Netanyahu is a flawed politician, but he is flawed like Churchill — stogies and drink (though Bibi is a teetotaler compared to Churchill’s famed capacity) and a succession of three wives. Like Churchill, Netanyahu was more than a decade ahead of his contemporaries in grasping that the enemy is serious and that their stated goals must be weighed seriously. Now he must confront the Iranians at a time when it appears that the only plausible path is the overthrow of their government. Perhaps, though, there is an implausible alternative.
“The first and most crucial thing to understand [about terrorism],” as Netanyahu told the U.S. Congress after 9/11, is that “there is no international terrorism without the support of sovereign states…. Terrorists are not suspended in midair. They train, arm, and indoctrinate their killers from within safe havens in the territories provided by terrorist states.” The reality is that Hezbollah and Hamas are creatures of Iran, that al-Qaida is harbored by Pakistan, that the Palestinian Authority depends on Egypt, Saudi Arabia, and the United Nations, and that the Kurdish PKK, the Islamic jihad, and Hamas all subsist on Syrian support. North Korea aids Iran and Pakistan in their nuclear ambitions, which portend the most lethal threat that terrorism poses.

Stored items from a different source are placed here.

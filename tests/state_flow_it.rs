#![cfg(feature = "reqwest")]

// self
use hubspot_bridge::{
	_preludet::*,
	auth::{AuthorizationState, OrgId, StateBinding, UserId},
	store::KeyValueStore,
};

const UNUSED_BASE: &str = "http://127.0.0.1:9";

fn ids() -> (UserId, OrgId) {
	(
		UserId::new("user-456").expect("User identifier should be valid for state tests."),
		OrgId::new("org-123").expect("Org identifier should be valid for state tests."),
	)
}

fn state_param(url: &Url) -> String {
	url.query_pairs()
		.find(|(key, _)| key == "state")
		.map(|(_, value)| value.into_owned())
		.expect("Authorization URL should carry a state parameter.")
}

#[tokio::test]
async fn authorize_builds_consent_url_and_stores_state() {
	let config = test_config(UNUSED_BASE);
	let (integration, store) = build_reqwest_test_integration(config.clone());
	let (user, org) = ids();
	let url = integration.authorize(&user, &org).await.expect("Authorization should start.");
	let pairs: HashMap<_, _> = url.query_pairs().into_owned().collect();

	assert_eq!(url.path(), "/oauth/authorize");
	assert_eq!(pairs.get("client_id"), Some(&"client-it".into()));
	assert_eq!(pairs.get("redirect_uri"), Some(&config.redirect_uri.as_str().into()));
	assert_eq!(pairs.get("scope"), Some(&config.scopes.normalized()));

	let state = AuthorizationState::decode(&state_param(&url))
		.expect("State parameter should decode back into an authorization state.");

	assert_eq!(state.user_id, user);
	assert_eq!(state.org_id, org);
	assert_eq!(state.nonce.len(), 43);

	let stored = store
		.get(&integration.state_key(&user, &org))
		.await
		.expect("Store lookup should succeed.")
		.expect("Pending state should be stored.");
	let pending =
		AuthorizationState::from_json(&stored).expect("Stored state should parse back from JSON.");

	assert_eq!(pending, state);
}

#[tokio::test]
async fn state_verifies_exactly_once() {
	let (integration, store) = build_reqwest_test_integration(test_config(UNUSED_BASE));
	let (user, org) = ids();
	let url = integration.authorize(&user, &org).await.expect("Authorization should start.");
	let encoded = state_param(&url);
	let verified =
		integration.verify_state(&encoded, None).await.expect("First verification should pass.");

	assert_eq!(verified.user_id, user);
	assert!(store.is_empty(), "Verified state should be deleted.");

	let replay = integration
		.verify_state(&encoded, None)
		.await
		.expect_err("Replaying a consumed state should fail.");

	assert!(matches!(replay, Error::StateExpiredOrMissing));
	assert_eq!(replay.status_code(), 400);
	assert_eq!(replay.public_detail(), "State does not match.");
}

#[tokio::test]
async fn tampered_nonce_is_rejected_without_consuming_state() {
	let (integration, _store) = build_reqwest_test_integration(test_config(UNUSED_BASE));
	let (user, org) = ids();
	let url = integration.authorize(&user, &org).await.expect("Authorization should start.");
	let encoded = state_param(&url);
	let mut tampered = AuthorizationState::decode(&encoded).expect("State should decode.");

	tampered.nonce.push('x');

	let err = integration
		.verify_state(&tampered.encode().expect("Tampered state should encode."), None)
		.await
		.expect_err("A tampered nonce should fail verification.");

	assert!(matches!(err, Error::StateMismatch));

	integration
		.verify_state(&encoded, None)
		.await
		.expect("The genuine state should still verify after a rejected attempt.");
}

#[tokio::test]
async fn reauthorizing_invalidates_the_previous_state() {
	let (integration, _store) = build_reqwest_test_integration(test_config(UNUSED_BASE));
	let (user, org) = ids();
	let first = integration.authorize(&user, &org).await.expect("Authorization should start.");
	let second = integration.authorize(&user, &org).await.expect("Authorization should restart.");
	let err = integration
		.verify_state(&state_param(&first), None)
		.await
		.expect_err("An overwritten state should fail verification.");

	assert!(matches!(err, Error::StateMismatch));

	integration
		.verify_state(&state_param(&second), None)
		.await
		.expect("The latest state should verify.");
}

#[tokio::test]
async fn expired_state_is_missing() {
	let mut config = test_config(UNUSED_BASE);

	config.state_ttl = Duration::milliseconds(100);

	let (integration, _store) = build_reqwest_test_integration(config);
	let (user, org) = ids();
	let url = integration.authorize(&user, &org).await.expect("Authorization should start.");

	tokio::time::sleep(std::time::Duration::from_millis(200)).await;

	let err = integration
		.verify_state(&state_param(&url), None)
		.await
		.expect_err("An expired state should fail verification.");

	assert!(matches!(err, Error::StateExpiredOrMissing));
}

#[tokio::test]
async fn binding_rejects_states_minted_for_someone_else() {
	let (integration, store) = build_reqwest_test_integration(test_config(UNUSED_BASE));
	let (user, org) = ids();
	let url = integration.authorize(&user, &org).await.expect("Authorization should start.");
	let other = StateBinding::new(
		UserId::new("user-999").expect("User identifier should be valid for state tests."),
		org.clone(),
	);
	let err = integration
		.verify_state(&state_param(&url), Some(&other))
		.await
		.expect_err("A foreign binding should fail verification.");

	assert!(matches!(err, Error::StateMismatch));
	assert_eq!(store.len(), 1, "A rejected binding must not consume the pending state.");

	let own = StateBinding::new(user, org);

	integration
		.verify_state(&state_param(&url), Some(&own))
		.await
		.expect("The matching binding should verify.");
}

#[tokio::test]
async fn undecodable_state_is_invalid() {
	let (integration, _store) = build_reqwest_test_integration(test_config(UNUSED_BASE));

	for garbage in ["", "not base64 !", "bm90IGpzb24"] {
		let err = integration
			.verify_state(garbage, None)
			.await
			.expect_err("Undecodable states should fail verification.");

		assert!(matches!(err, Error::InvalidState), "Unexpected error for {garbage:?}: {err:?}.");
	}
}

#[tokio::test]
async fn concurrent_verifications_consume_once() {
	let (integration, _store) = build_reqwest_test_integration(test_config(UNUSED_BASE));
	let (user, org) = ids();
	let url = integration.authorize(&user, &org).await.expect("Authorization should start.");
	let encoded = state_param(&url);
	let (first, second) = tokio::join!(
		integration.verify_state(&encoded, None),
		integration.verify_state(&encoded, None)
	);

	assert_eq!(
		[first.is_ok(), second.is_ok()].iter().filter(|ok| **ok).count(),
		1,
		"Exactly one concurrent verification should succeed."
	);
}
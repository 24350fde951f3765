//! Transport primitives shared by the token exchange and the CRM object queries.
//!
//! The module exposes [`ProviderHttpClient`] alongside [`ResponseMetadata`] and
//! [`ResponseMetadataSlot`] so downstream crates can plug in their own HTTP stack while the
//! integration still sees the status code and retry hint of every response.
//! Implementations call [`ResponseMetadataSlot::take`] before dispatching a request and
//! [`ResponseMetadataSlot::store`] once an HTTP status is known.

// std
#[cfg(feature = "reqwest")] use std::ops::Deref;
// crates.io
use oauth2::{AsyncHttpClient, HttpClientError};
#[cfg(feature = "reqwest")] use oauth2::{HttpRequest, HttpResponse};
#[cfg(feature = "reqwest")] use reqwest::{
	header::{HeaderMap, RETRY_AFTER},
	redirect::Policy,
};
#[cfg(feature = "reqwest")] use time::format_description::well_known::Rfc2822;
// self
use crate::_prelude::*;
#[cfg(feature = "reqwest")] use crate::error::ConfigError;

/// Abstraction over HTTP transports used for every outbound HubSpot call.
///
/// The trait is the integration's only dependency on an HTTP stack. Callers provide an
/// implementation (typically behind `Arc<T>`) and the integration requests short-lived
/// [`AsyncHttpClient`] handles that each carry a clone of a [`ResponseMetadataSlot`].
/// Handles must own whatever state they need so their request futures stay `Send`.
pub trait ProviderHttpClient
where
	Self: 'static + Send + Sync,
{
	/// Concrete error emitted by the underlying transport.
	type TransportError: 'static + Send + Sync + StdError;

	/// [`AsyncHttpClient`] handle tied to a [`ResponseMetadataSlot`].
	type Handle: for<'c> AsyncHttpClient<
			'c,
			Error = HttpClientError<Self::TransportError>,
			Future: 'c + Send,
		>
		+ 'static
		+ Send
		+ Sync;

	/// Builds an [`AsyncHttpClient`] handle that records outcomes in `slot`.
	///
	/// # Metadata Contract
	///
	/// - Call [`ResponseMetadataSlot::take`] before submitting the HTTP request so stale
	///   information never leaks across calls.
	/// - Once an HTTP response (successful or not) arrives, save its status with
	///   [`ResponseMetadataSlot::store`].
	fn with_metadata(&self, slot: ResponseMetadataSlot) -> Self::Handle;
}

/// Captures metadata from the most recent HTTP response.
#[derive(Clone, Debug, Default)]
pub struct ResponseMetadata {
	/// HTTP status code, if available.
	pub status: Option<u16>,
	/// Retry-After hint expressed as a relative duration.
	pub retry_after: Option<Duration>,
}

/// Thread-safe slot for sharing [`ResponseMetadata`] between transport and error layers.
#[derive(Clone, Debug, Default)]
pub struct ResponseMetadataSlot(Arc<Mutex<Option<ResponseMetadata>>>);
impl ResponseMetadataSlot {
	/// Stores new metadata for the current request.
	pub fn store(&self, meta: ResponseMetadata) {
		*self.0.lock() = Some(meta);
	}

	/// Returns the captured metadata, if any, consuming it from the slot.
	pub fn take(&self) -> Option<ResponseMetadata> {
		self.0.lock().take()
	}
}

/// Thin wrapper around [`ReqwestClient`] so shared HTTP behavior lives in one place.
///
/// Neither the token endpoint nor the CRM API should answer with redirects, so clients built
/// by [`ReqwestHttpClient::with_timeout`] do not follow them.
#[cfg(feature = "reqwest")]
#[derive(Clone, Default)]
pub struct ReqwestHttpClient(pub ReqwestClient);
#[cfg(feature = "reqwest")]
impl ReqwestHttpClient {
	/// Wraps an existing reqwest [`ReqwestClient`].
	pub fn with_client(client: ReqwestClient) -> Self {
		Self(client)
	}

	/// Builds a client that gives up after `timeout` and never follows redirects.
	pub fn with_timeout(timeout: Duration) -> Result<Self, ConfigError> {
		let client =
			ReqwestClient::builder().timeout(timeout.unsigned_abs()).redirect(Policy::none()).build()?;

		Ok(Self(client))
	}

	pub(crate) fn instrumented(&self, slot: ResponseMetadataSlot) -> InstrumentedHandle {
		InstrumentedHandle::new(self.0.clone(), slot)
	}
}
#[cfg(feature = "reqwest")]
impl AsRef<ReqwestClient> for ReqwestHttpClient {
	fn as_ref(&self) -> &ReqwestClient {
		&self.0
	}
}
#[cfg(feature = "reqwest")]
impl Deref for ReqwestHttpClient {
	type Target = ReqwestClient;

	fn deref(&self) -> &Self::Target {
		&self.0
	}
}
#[cfg(feature = "reqwest")]
impl ProviderHttpClient for ReqwestHttpClient {
	type Handle = InstrumentedHandle;
	type TransportError = ReqwestError;

	fn with_metadata(&self, slot: ResponseMetadataSlot) -> Self::Handle {
		self.instrumented(slot)
	}
}

#[cfg(feature = "reqwest")]
struct InstrumentedHttpClient {
	client: ReqwestClient,
	slot: ResponseMetadataSlot,
}

/// Handle returned by [`ReqwestHttpClient`] that records response metadata.
#[cfg(feature = "reqwest")]
#[derive(Clone)]
pub struct InstrumentedHandle(Arc<InstrumentedHttpClient>);
#[cfg(feature = "reqwest")]
impl InstrumentedHandle {
	fn new(client: ReqwestClient, slot: ResponseMetadataSlot) -> Self {
		Self(Arc::new(InstrumentedHttpClient { client, slot }))
	}
}
#[cfg(feature = "reqwest")]
impl<'c> AsyncHttpClient<'c> for InstrumentedHandle {
	type Error = HttpClientError<ReqwestError>;
	type Future =
		Pin<Box<dyn Future<Output = Result<HttpResponse, Self::Error>> + 'c + Send + Sync>>;

	fn call(&'c self, request: HttpRequest) -> Self::Future {
		let client = Arc::clone(&self.0);

		Box::pin(async move {
			client.slot.take();

			let response = client
				.client
				.execute(request.try_into().map_err(Box::new)?)
				.await
				.map_err(Box::new)?;
			let status = response.status();
			let headers = response.headers().to_owned();
			let retry_after = parse_retry_after(&headers);

			client.slot.store(ResponseMetadata { status: Some(status.as_u16()), retry_after });

			let mut response_new =
				HttpResponse::new(response.bytes().await.map_err(Box::new)?.to_vec());

			*response_new.status_mut() = status;
			*response_new.headers_mut() = headers;

			Ok(response_new)
		})
	}
}

#[cfg(feature = "reqwest")]
fn parse_retry_after(headers: &HeaderMap) -> Option<Duration> {
	let value = headers.get(RETRY_AFTER)?;
	let raw = value.to_str().ok()?.trim();

	if let Ok(secs) = raw.parse::<u64>() {
		return Some(Duration::seconds(i64::try_from(secs).unwrap_or(i64::MAX)));
	}
	if let Ok(moment) = OffsetDateTime::parse(raw, &Rfc2822) {
		let delta = moment - OffsetDateTime::now_utc();

		if delta.is_positive() {
			return Some(delta);
		}
	}

	None
}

Even suicide bombings, as Netanyahu observes, “are seldom carried out by solitary individuals. A whole array of people inculcate the suicide, provide him with explosives, guide him in their use, select the chosen target, arrange for his undetected arrival there, and promise to take care of his family after the deed is done. In short, suicide attacks require a significant infrastructure, and the people who provide it are anything but suicidal.” These people are all ensconced in nation-states, and by them are taught, sustained, encouraged and their families financially rewarded. In addition, he explains, the “terrorist states and terror organizations together form a terror network, whose constituent parts support each other operationally as well as politically.”
Netanyahu spurns the romantic image of the lone caveman terrorist who poses a mere police problem. As Boston University strategist Angelo Codevilla explains the issue, this concept “substitute[s] in our collective mind the soft myth that terrorism is the work of romantic rogues for the hard reality that it can happen only because certain states want it to happen or let it happen.”
The influence on U.S. policy of Netanyahu’s great insight has been both profound and lamentably limited. When George W. Bush responded to 9/11 by finally dropping the cops-and-robbers model of fighting terrorism, focusing instead on punishing the Taliban, the state sponsors of 9/11, he was following Netanyahu’s prescription. Far more so than the pursuit of Osama bin Laden, the exemplary termination of the Taliban regime was the crucial response to 9/11, defining the risk to any state sponsors contemplating attacks on the United States.
Missing Netanyahu’s message and perpetuating the myth of stateless terrorism is the U.S. practice of declaring war on something called “terror” while continuing to offer foreign aid and prestige to the very governments that enable and sponsor actual terrorist acts. Apart from drug dealing, none of the terrorist organizations have any substantial means of internal support. None of them is capable of running a country that partakes of the productive activities of humankind. Most of them run front organizations as shells for the collection of money from the West in a kind of global shakedown racket. As Michael Yon shows in his devastating portrait of al-Qaida in his book, Moment of Truth in Iraq, the terrorists’ grip on the local population is driven more by fear and dependency than by any heartfelt unity.